- Get your G&T students to lead and stage a debate in your subject, e.g. medical ethics, creationism, the value of languages in the 21st century.
- Give a G&T student the role as ‘teacher’ for at least 15 mins of your lesson.
- Ask G&T students to make videos about your subject to promote it.
- Use GCSE questions and resources with top set KS3 groups. Or A Level questions and resources with G&T GCSE students.
- Students design the marking criteria for a piece of work.
- Use the TASC wheel for independent/group work projects with a top set class.
- Mystery lesson – base your lesson around a mystery question, e.g. a coastal erosion lesson based on the question ‘Why did Jim and Betty have to pay higher house insurance?’
- Develop a cutaway table – a table where students complete extension work.
- Get a G&T student to lead the question and answer session.
- Student voice – create a survey for G&T students to get their opinion about what does/does not challenge them in your lessons. Then act on it!
- Extension menus – provide a variety of different tasks for G&T students to encourage independent thinking. This could relate to schemes of work, or be general for the subject/year group.
- Odd one out – use as a starter. Identify the odd one out and give a reason, identify a second odd one out with a different reason or add another item to the list keeping the same odd one out. Justify your answer.
- Presentations – ask G&T students to research and present a topic to the class.
- Tailored questioning – challenge G&T students to start with a more difficult question or to pose the questions for the rest of the class.
- Answers/questions – provide a list of answers. Students have to guess what the questions are.

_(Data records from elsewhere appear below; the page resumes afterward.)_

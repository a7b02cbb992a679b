//! Process-wide state, built once at startup and torn down explicitly.

use anyhow::{Context, Result};
use std::fs;
use std::time::Duration;
use tracing::info;
use tracing_appender::non_blocking::WorkerGuard;
use tracing_subscriber::layer::SubscriberExt;
use tracing_subscriber::util::SubscriberInitExt;
use tracing_subscriber::{fmt, EnvFilter};

use crate::config::Config;
use crate::fetcher::FootballDataClient;
use crate::loader::PgLoader;
use crate::pipeline::Pipeline;
use crate::scheduler::Scheduler;

pub type EtlPipeline = Pipeline<FootballDataClient, PgLoader>;

/// Install the console + append-only file log sinks.
///
/// The returned guard flushes the file writer when dropped.
pub fn init_logging(config: &Config) -> Result<WorkerGuard> {
    fs::create_dir_all(&config.log_dir)
        .with_context(|| format!("Failed to create log directory {}", config.log_dir.display()))?;

    let file_appender = tracing_appender::rolling::never(&config.log_dir, config.profile.log_file_name());
    let (file_writer, guard) = tracing_appender::non_blocking(file_appender);

    let filter = EnvFilter::try_from_default_env().unwrap_or_else(|_| EnvFilter::new("epl_etl=info"));

    tracing_subscriber::registry()
        .with(filter)
        .with(fmt::layer().with_target(false))
        .with(fmt::layer().with_target(false).with_ansi(false).with_writer(file_writer))
        .try_init()
        .context("Failed to install tracing subscriber")?;

    Ok(guard)
}

/// Holds the config, the pipeline and the logging guard for the
/// lifetime of the process.
pub struct EtlContext {
    pub config: Config,
    pipeline: EtlPipeline,
    _log_guard: WorkerGuard,
}

impl EtlContext {
    pub fn init(config: Config) -> Result<Self> {
        let log_guard = init_logging(&config)?;
        info!(
            "EPL ETL ({}) logging initialized: {}",
            config.profile.label(),
            config.log_dir.join(config.profile.log_file_name()).display()
        );

        let fetcher = FootballDataClient::new(config.api_base_url.clone(), config.api_key.clone())
            .context("Failed to create football-data client")?;
        let loader = PgLoader::new(config.database.clone());

        Ok(Self {
            pipeline: Pipeline::new(fetcher, loader),
            config,
            _log_guard: log_guard,
        })
    }

    pub fn pipeline(&self) -> &EtlPipeline {
        &self.pipeline
    }

    pub fn scheduler(&self) -> Scheduler {
        Scheduler::new(
            &self.config.trigger_times,
            Duration::from_secs(self.config.poll_interval_seconds),
        )
    }

    /// Flush and close the log sinks.
    pub fn shutdown(self) {
        info!("Shutting down EPL ETL ({})", self.config.profile.label());
        drop(self);
    }
}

- ‘Becoming an expert’ – Groups of students are given topics to research which they will then teach to one member of each of the other groups, who in turn will teach their own group.
- Research tasks – challenge students to use more difficult resources for a research task so they have to synthesise from a wider range of resources.
- Bloom’s Taxonomy – Set questions from each level of Bloom’s taxonomy. In addition, ask learners to create questions from each level of Bloom’s taxonomy.